Exercise prompt
From the line with "Health check response" through the line with "symbols in the loaded table", inclusive, return each line of the data below exactly and leave the rest out.

....

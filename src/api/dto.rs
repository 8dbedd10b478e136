//! Data Transfer Objects
//!
//! Request and response types for the JSON endpoints.
//! Chart responses reuse [`crate::dashboard::ChartDescription`] directly.

use chrono::NaiveDate;
use serde::{Deserialize, Serialize};

// ============================================
// DASHBOARD DTOs
// ============================================

/// Selector options
#[derive(Debug, Serialize)]
pub struct SymbolsResponse {
    /// Distinct symbols in first-seen order
    pub symbols: Vec<String>,
    /// Initial selection
    pub default: String,
}

/// Query string for the chart endpoint
#[derive(Debug, Deserialize)]
pub struct ChartQuery {
    /// Symbol to chart; the default symbol when absent
    #[serde(default)]
    pub symbol: Option<String>,
}

// ============================================
// HEALTH DTOs
// ============================================

/// Health check response
#[derive(Debug, Serialize)]
pub struct HealthResponse {
    /// Overall status: healthy
    pub status: String,
    /// Rows in the loaded table
    pub rows: usize,
    /// Distinct symbols in the loaded table
    pub symbols: usize,
    /// Earliest date in the table
    pub first_date: NaiveDate,
    /// Latest date in the table
    pub last_date: NaiveDate,
    /// Server uptime in seconds
    pub uptime_seconds: u64,
    /// Application version
    pub version: String,
}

....

Finished task
/// Health check response
#[derive(Debug, Serialize)]
pub struct HealthResponse {
    /// Overall status: healthy
    pub status: String,
    /// Rows in the loaded table
    pub rows: usize,
    /// Distinct symbols in the loaded table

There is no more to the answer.